Vivian is just a small child now, just learning to walk.
She has her whole life ahead of her, a life of wonder and joy,
a life of hopes and fears, of dreams and discoveries.
Our prayer for Vivian and for all of God’s children is that they would be strong in faith,
that the faith of our ancestors would, by God’s grace, become our own,
that our high school graduates and college graduates
would take in stride and overcome the trials and tribulations,
the temptations and sufferings, that will inevitably come their way.

As the parents of graduating seniors will tell you,
it is Kevin and Jill’s great privilege to be Vivian’s faithful caretakers this day,
and this time of parenting will fly by. It will truly last for just a little while.
Before they know it, they will turn around and her baptism gown will have a graduation gown,
and not too far down the road, perhaps a wedding gown.

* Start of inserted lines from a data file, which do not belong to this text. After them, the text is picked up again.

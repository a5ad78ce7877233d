use super::library::{self, MacdParams};
use crate::domain::errors::ForecastResult;
use crate::domain::indicators::{Column, Indicator, IndicatorFrame, Warmup};
use crate::domain::market::Series;
use tracing::debug;

/// Window lengths and relaxed minimum periods for every indicator column.
#[derive(Debug, Clone, PartialEq)]
pub struct IndicatorParams {
    pub sma_short_window: usize,
    pub sma_short_min_periods: usize,
    pub sma_long_window: usize,
    pub sma_long_min_periods: usize,
    pub ema_span: usize,
    pub bollinger_window: usize,
    pub bollinger_k: f64,
    pub rsi_window: usize,
    pub rsi_min_periods: usize,
    pub macd_fast: usize,
    pub macd_slow: usize,
    pub macd_signal: usize,
    pub macd_fast_min_periods: usize,
    pub macd_slow_min_periods: usize,
}

impl Default for IndicatorParams {
    fn default() -> Self {
        Self {
            sma_short_window: 20,
            sma_short_min_periods: 5,
            sma_long_window: 50,
            sma_long_min_periods: 10,
            ema_span: 20,
            bollinger_window: 20,
            bollinger_k: 2.0,
            rsi_window: 14,
            rsi_min_periods: 1,
            macd_fast: 12,
            macd_slow: 26,
            macd_signal: 9,
            macd_fast_min_periods: 5,
            macd_slow_min_periods: 10,
        }
    }
}

/// Which warm-up contract a column is computed under.
#[derive(Debug, Clone, Copy, PartialEq, Eq)]
pub enum WarmupPolicy {
    /// Strict windows, for charting and analytics.
    Display,
    /// Minimum-period relaxation, for feature construction.
    Relaxed,
}

impl IndicatorParams {
    fn macd_params(&self, policy: WarmupPolicy) -> MacdParams {
        let (fast_warmup, slow_warmup, signal_warmup) = match policy {
            WarmupPolicy::Display => (Warmup::Full, Warmup::Full, Warmup::Full),
            WarmupPolicy::Relaxed => (
                Warmup::MinPeriods(self.macd_fast_min_periods),
                Warmup::MinPeriods(self.macd_slow_min_periods),
                Warmup::MinPeriods(1),
            ),
        };
        MacdParams {
            fast: self.macd_fast,
            slow: self.macd_slow,
            signal: self.macd_signal,
            fast_warmup,
            slow_warmup,
            signal_warmup,
        }
    }
}

impl Indicator {
    /// Warm-up contract of this column under `policy`. MACD columns carry
    /// theirs in `MacdParams`; VWAP has none.
    pub fn warmup(&self, params: &IndicatorParams, policy: WarmupPolicy) -> Warmup {
        match (self, policy) {
            (_, WarmupPolicy::Display) => match self {
                // RSI is defined from the first bar even for display
                Indicator::Rsi => Warmup::MinPeriods(1),
                _ => Warmup::Full,
            },
            (Indicator::SmaShort, WarmupPolicy::Relaxed) => {
                Warmup::MinPeriods(params.sma_short_min_periods)
            }
            (Indicator::SmaLong, WarmupPolicy::Relaxed) => {
                Warmup::MinPeriods(params.sma_long_min_periods)
            }
            (Indicator::Rsi, WarmupPolicy::Relaxed) => Warmup::MinPeriods(params.rsi_min_periods),
            (
                Indicator::BollingerUpper | Indicator::BollingerMiddle | Indicator::BollingerLower,
                WarmupPolicy::Relaxed,
            ) => Warmup::MinPeriods(2),
            (_, WarmupPolicy::Relaxed) => Warmup::MinPeriods(1),
        }
    }

    /// Computes this column over `series`.
    pub fn compute(
        &self,
        series: &Series,
        params: &IndicatorParams,
        policy: WarmupPolicy,
    ) -> ForecastResult<Column> {
        let warmup = self.warmup(params, policy);
        match self {
            Indicator::SmaShort => library::sma(series, params.sma_short_window, warmup),
            Indicator::SmaLong => library::sma(series, params.sma_long_window, warmup),
            Indicator::Ema => library::ema(series, params.ema_span, warmup),
            Indicator::Rsi => library::rsi(series, params.rsi_window, warmup),
            Indicator::Vwap => library::vwap(series),
            Indicator::BollingerUpper => Ok(library::bollinger_bands(
                series,
                params.bollinger_window,
                params.bollinger_k,
                warmup,
            )?
            .upper),
            Indicator::BollingerMiddle => Ok(library::bollinger_bands(
                series,
                params.bollinger_window,
                params.bollinger_k,
                warmup,
            )?
            .middle),
            Indicator::BollingerLower => Ok(library::bollinger_bands(
                series,
                params.bollinger_window,
                params.bollinger_k,
                warmup,
            )?
            .lower),
            Indicator::Macd => Ok(library::macd(series, &params.macd_params(policy))?.macd),
            Indicator::MacdSignal => {
                Ok(library::macd(series, &params.macd_params(policy))?.signal)
            }
        }
    }
}

impl IndicatorFrame {
    /// Frame with every display column computed under the strict contract.
    pub fn with_defaults(series: Series, params: &IndicatorParams) -> ForecastResult<Self> {
        series.ensure_not_empty()?;
        let mut frame = IndicatorFrame::new(series);

        let bands = library::bollinger_bands(
            frame.series(),
            params.bollinger_window,
            params.bollinger_k,
            Warmup::Full,
        )?;
        let macd = library::macd(frame.series(), &params.macd_params(WarmupPolicy::Display))?;

        for indicator in [
            Indicator::SmaShort,
            Indicator::SmaLong,
            Indicator::Ema,
            Indicator::Rsi,
            Indicator::Vwap,
        ] {
            let column = indicator.compute(frame.series(), params, WarmupPolicy::Display)?;
            frame.insert(indicator, column)?;
        }
        frame.insert(Indicator::BollingerUpper, bands.upper)?;
        frame.insert(Indicator::BollingerMiddle, bands.middle)?;
        frame.insert(Indicator::BollingerLower, bands.lower)?;
        frame.insert(Indicator::Macd, macd.macd)?;
        frame.insert(Indicator::MacdSignal, macd.signal)?;
        Ok(frame)
    }

    /// Computes any of `indicators` the frame does not already carry.
    /// Columns already present are kept as they are.
    pub fn ensure(
        &mut self,
        indicators: &[Indicator],
        params: &IndicatorParams,
        policy: WarmupPolicy,
    ) -> ForecastResult<()> {
        for &indicator in indicators {
            if self.contains(indicator) {
                continue;
            }
            debug!("Computing missing indicator {} ({:?})", indicator, policy);
            let column = indicator.compute(self.series(), params, policy)?;
            self.insert(indicator, column)?;
        }
        Ok(())
    }
}

#[cfg(test)]
mod tests {
    use super::*;
    use crate::domain::market::PriceBar;
    use chrono::{Duration, TimeZone, Utc};

    fn trending(n: usize) -> Series {
        let start = Utc.with_ymd_and_hms(2023, 6, 1, 0, 0, 0).unwrap();
        let bars = (0..n)
            .map(|i| {
                let c = 100.0 + i as f64 * 0.5 + ((i % 3) as f64 - 1.0);
                PriceBar::new(start + Duration::days(i as i64), c, c + 1.0, c - 1.0, c, 1e6)
            })
            .collect();
        Series::new(bars).unwrap()
    }

    #[test]
    fn test_with_defaults_populates_all_columns() {
        let frame = IndicatorFrame::with_defaults(trending(60), &IndicatorParams::default()).unwrap();
        for indicator in Indicator::ALL {
            let column = frame.column(indicator).unwrap();
            assert_eq!(column.len(), 60, "{} misaligned", indicator);
        }
        // Display SMA-long is strict
        assert_eq!(frame.value(Indicator::SmaLong, 48), None);
        assert!(frame.value(Indicator::SmaLong, 49).is_some());
        assert!(frame.value(Indicator::Rsi, 0).is_some());
    }

    #[test]
    fn test_relaxed_policy_fills_early_rows() {
        let series = trending(30);
        let params = IndicatorParams::default();
        let col = Indicator::SmaLong
            .compute(&series, &params, WarmupPolicy::Relaxed)
            .unwrap();
        assert_eq!(col[8], None);
        assert!(col[9].is_some());

        let macd = Indicator::Macd
            .compute(&series, &params, WarmupPolicy::Relaxed)
            .unwrap();
        assert_eq!(macd[8], None);
        assert!(macd[9].is_some());
    }

    #[test]
    fn test_ensure_keeps_existing_columns() {
        let series = trending(10);
        let mut frame = IndicatorFrame::new(series);
        frame.insert(Indicator::Rsi, vec![Some(42.0); 10]).unwrap();
        frame
            .ensure(
                &[Indicator::Rsi, Indicator::SmaShort],
                &IndicatorParams::default(),
                WarmupPolicy::Relaxed,
            )
            .unwrap();
        assert_eq!(frame.value(Indicator::Rsi, 0), Some(42.0));
        assert!(frame.contains(Indicator::SmaShort));
    }
}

Life is grand and wonderful, and yes, life will be marked by various challenges,
even trials and tribulations. The promise from Holy Scripture is this:
“After you have suffered a little while,
the God of all grace, who has called you to his eternal glory in Christ,
will himself restore, confirm, strengthen and establish you.”
God will not necessarily fix everything and make it all better.
God will not shield us from every trial and temptation.
We will not be able to avoid pain and suffering in this very human life.
But God will restore our faith when it has been sorely tested.
God will confirm us, make us God’s own, when we turn to the Lord in faith.
God will strengthen us with resolve to seek and do God’s will, even when it is challenging,
even when it may lead to further suffering,
and yes, God will establish us, establish us as God’s own people,
so that one day, when every tear is wiped away, we will be welcomed into our eternal home.

Yesterday, at yes, the third graduation in three weekends,
we heard our favorite of all the speakers I mentioned.
My niece, Caroline, was recognized as Salutatorian of her high school yesterday,
and had the opportunity to speak to her fellow graduates and their families.
As we sat in that wonderful old Northcutt stadium at Marietta High School,
where I hold dear strong memories of kicking extra points, playing center midfielder,
and even marching down that fifty yard line as part of a trombone line,
we were all very proud of Caroline.
She worked very hard to achieve her goal.
She humbly resisted temptations to give up, or give in, or give less than her best.

Caroline’s speech included admiration of her academic rival and good friend, JJ,
who was the Valedictorian.
She mixed in a good bit of humor and offered several shout outs, or inside jokes, to her fellow classmates.
She encouraged her classmates to stand strong on the foundation they had received,
then she closed by recognizing with humility the ones who had helped her reach her goal.
Caroline’s final words to those with whom she had spent 12 years of school were this:
“I thank my God, who is my strength.
I thank my parents, who pushed me to do my best.
And I thank my grandparents, who loved me unconditionally.”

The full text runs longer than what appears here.